Troi Genders, an English Education major heard about the event on the English Department’s Twitter page and immediately said, “I have to go.”
She enjoyed the laid back informal atmosphere of the event and hearing selections from the book.
Gay read a variety of selections from her book "Bad Feminist." From a reflection of her sexual fantasies about the UPS man, to a recounting of what it was like to be a “typical first year professor” and a guide to female friendships.
Throughout the night, Gay touched on a variety of issues, from how there is often only one black professor in a department to the pressures of activism.

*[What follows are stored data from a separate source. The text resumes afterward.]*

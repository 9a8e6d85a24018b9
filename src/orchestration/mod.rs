//! Orchestration layer for build pipelines.
//!
//! Tasks are composed with [`series`] and [`parallel`] into a tree, and
//! that tree is handed to a [`Runner`]. Every leaf is timed and reported
//! through the [`Reporter`]; the runner prints the overall outcome and
//! turns failure into a value instead of an error.

mod composer;
mod reporter;
mod runner;
mod sink;

pub use composer::{parallel, series};
pub use reporter::Reporter;
pub use runner::{run_tasks, RunOutcome, RunSummary, Runner};
pub use sink::{ConsoleSink, LineLevel, LogSink, MemorySink, ReportEvent};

Some selections she read focused more on personal experiences, but many focused on activist issues, like her nuanced approach to privilege, where she explained that “privilege battles” — matchups to see which demographic has the best privilege — are useless.
Others struck a close balance between the two, like the titular essay in which Gay explores how she approaches feminism.

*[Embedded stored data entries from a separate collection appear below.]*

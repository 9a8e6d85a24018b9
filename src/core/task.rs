//! Task data model for build pipelines.
//!
//! A [`Task`] is a named, zero-argument unit of async work. Leaf tasks wrap
//! caller code; series and parallel tasks wrap an ordered list of other
//! tasks. All of them are cheap to clone and can be run any number of times.

use std::borrow::Cow;
use std::fmt;
use std::future::Future;
use std::sync::Arc;
use std::time::Duration;

use chrono::{DateTime, Utc};
use futures::future::BoxFuture;
use serde::{Deserialize, Serialize};
use tokio::time::Instant;

use crate::error::Result;

/// Future returned by a leaf task's operation.
pub type TaskFuture = BoxFuture<'static, Result<()>>;

type Operation = Arc<dyn Fn() -> TaskFuture + Send + Sync>;

/// What a task is made of. Composite kinds are never reported themselves.
#[derive(Debug, Clone, Copy, PartialEq, Eq, Hash, Serialize, Deserialize)]
#[serde(rename_all = "snake_case")]
pub enum TaskKind {
    /// Caller-supplied work.
    Leaf,
    /// Children run one after another.
    Series,
    /// Children run concurrently.
    Parallel,
}

impl TaskKind {
    pub fn is_composite(&self) -> bool {
        !matches!(self, TaskKind::Leaf)
    }
}

impl fmt::Display for TaskKind {
    fn fmt(&self, f: &mut fmt::Formatter<'_>) -> fmt::Result {
        match self {
            TaskKind::Leaf => write!(f, "leaf"),
            TaskKind::Series => write!(f, "series"),
            TaskKind::Parallel => write!(f, "parallel"),
        }
    }
}

#[derive(Clone)]
pub(crate) enum Body {
    Leaf(Operation),
    Series(Arc<[Task]>),
    Parallel(Arc<[Task]>),
}

/// A named unit of asynchronous work.
///
/// # Example
///
/// ```
/// use buildrig::core::Task;
///
/// let task = Task::new("hello", || async { Ok(()) });
/// assert_eq!(task.name(), "hello");
/// ```
#[derive(Clone)]
pub struct Task {
    name: Cow<'static, str>,
    body: Body,
}

impl Task {
    /// Create a leaf task. `f` is called once per run and must produce a
    /// fresh future each time.
    pub fn new<F, Fut>(name: impl Into<Cow<'static, str>>, f: F) -> Self
    where
        F: Fn() -> Fut + Send + Sync + 'static,
        Fut: Future<Output = Result<()>> + Send + 'static,
    {
        let op: Operation = Arc::new(move || -> TaskFuture { Box::pin(f()) });
        Self {
            name: name.into(),
            body: Body::Leaf(op),
        }
    }

    pub(crate) fn composite(name: impl Into<Cow<'static, str>>, body: Body) -> Self {
        Self {
            name: name.into(),
            body,
        }
    }

    /// Replace the task's name, keeping its work.
    pub fn named(mut self, name: impl Into<Cow<'static, str>>) -> Self {
        self.name = name.into();
        self
    }

    pub fn name(&self) -> &str {
        &self.name
    }

    pub fn kind(&self) -> TaskKind {
        match self.body {
            Body::Leaf(_) => TaskKind::Leaf,
            Body::Series(_) => TaskKind::Series,
            Body::Parallel(_) => TaskKind::Parallel,
        }
    }

    /// Direct children of a composite task; empty for leaves.
    pub fn children(&self) -> &[Task] {
        match &self.body {
            Body::Leaf(_) => &[],
            Body::Series(children) | Body::Parallel(children) => &children[..],
        }
    }

    pub(crate) fn body(&self) -> &Body {
        &self.body
    }

    /// Number of leaf tasks in this tree.
    pub fn leaf_count(&self) -> usize {
        match self.kind() {
            TaskKind::Leaf => 1,
            _ => self.children().iter().map(Task::leaf_count).sum(),
        }
    }
}

impl fmt::Debug for Task {
    fn fmt(&self, f: &mut fmt::Formatter<'_>) -> fmt::Result {
        f.debug_struct("Task")
            .field("name", &self.name)
            .field("kind", &self.kind())
            .field("children", &self.children())
            .finish()
    }
}

/// Outcome of one task invocation.
#[derive(Debug, Clone, PartialEq, Eq, Serialize, Deserialize)]
#[serde(rename_all = "snake_case", tag = "state")]
pub enum TaskStatus {
    /// Record created, work not yet started.
    Pending,
    /// Work is in flight.
    Running,
    /// Work finished successfully.
    Completed,
    /// Work failed.
    Failed {
        /// Error message describing the failure.
        error: String,
    },
}

impl Default for TaskStatus {
    fn default() -> Self {
        Self::Pending
    }
}

impl TaskStatus {
    pub fn is_terminal(&self) -> bool {
        matches!(self, TaskStatus::Completed | TaskStatus::Failed { .. })
    }
}

impl fmt::Display for TaskStatus {
    fn fmt(&self, f: &mut fmt::Formatter<'_>) -> fmt::Result {
        match self {
            TaskStatus::Pending => write!(f, "pending"),
            TaskStatus::Running => write!(f, "running"),
            TaskStatus::Completed => write!(f, "completed"),
            TaskStatus::Failed { error } => write!(f, "failed: {}", error),
        }
    }
}

/// Timing and outcome of a single invocation.
///
/// Lives only as long as the invocation; each run of a task gets a fresh
/// record. Terminal states are final: later transitions are ignored.
///
/// Elapsed time follows the tokio clock, so it advances with paused time in
/// tests.
#[derive(Debug, Clone)]
pub struct ExecutionRecord {
    /// Name of the task being run.
    pub name: String,
    /// Kind of the task being run.
    pub kind: TaskKind,
    /// Current state.
    pub status: TaskStatus,
    /// Wall-clock time the run started.
    pub started_at: Option<DateTime<Utc>>,
    /// Wall-clock time the run finished (success or failure).
    pub finished_at: Option<DateTime<Utc>>,
    clock: Option<Instant>,
    elapsed: Option<Duration>,
}

impl ExecutionRecord {
    pub fn new(task: &Task) -> Self {
        Self {
            name: task.name().to_string(),
            kind: task.kind(),
            status: TaskStatus::Pending,
            started_at: None,
            finished_at: None,
            clock: None,
            elapsed: None,
        }
    }

    /// Pending → Running.
    pub fn start(&mut self) {
        if self.status != TaskStatus::Pending {
            return;
        }
        self.status = TaskStatus::Running;
        self.started_at = Some(Utc::now());
        self.clock = Some(Instant::now());
    }

    /// Running → Completed.
    pub fn complete(&mut self) {
        if self.finish() {
            self.status = TaskStatus::Completed;
        }
    }

    /// Running → Failed.
    pub fn fail(&mut self, error: &str) {
        if self.finish() {
            self.status = TaskStatus::Failed {
                error: error.to_string(),
            };
        }
    }

    fn finish(&mut self) -> bool {
        if self.status != TaskStatus::Running {
            return false;
        }
        self.finished_at = Some(Utc::now());
        self.elapsed = self.clock.map(|c| c.elapsed());
        true
    }

    /// Time between start and finish, or since start while still running.
    pub fn elapsed(&self) -> Duration {
        match (self.elapsed, self.clock) {
            (Some(elapsed), _) => elapsed,
            (None, Some(clock)) => clock.elapsed(),
            (None, None) => Duration::ZERO,
        }
    }

    /// Elapsed time in whole milliseconds.
    pub fn elapsed_ms(&self) -> u128 {
        self.elapsed().as_millis()
    }
}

“I’m full of contradictions, but I don’t want to be treated any less because I am a woman," she said.
The audience, some of whom clearly knew the Purdue English professor, was engrossed, laughing, snapping and clapping throughout.
Sami Hunter came to the reading with her best friend, both of whom have read "Bad Feminist," and thought that it was interesting to hear the essays in the author’s own voice.
In addition to Gay's readings, the event included a Q & A, in which audience members could inquire more about Gay's thoughts and experiences.
The Q & A covered a wide variety of topics, from pro-porn feminism to Gay’s favorite rapper, John Wolfe. There was a microphone set up in front of the stage but the professor was at home calling on hands in the crowd.
Many students shared personal concerns from their own lives, such as how to explain the socialization of gender to friends or how to deal when the world bums you out.
Gay responded that the way to deal with all the world throws at you is to find what brings you joy in life.
In keeping with the approach of "Bad Feminist," Gay answered questions honestly and admitted that she didn’t have all the answers.
Throughout the evening, she emphasized that there should be a balance between looking after yourself and activism, acknowledging that sometimes you just have to “let loose” in life, like how she listens to rap music, and to sometimes let yourself forget about worries and concerns.
“When I’m dancing in the club, I’m not thinking about gender equality,” she said.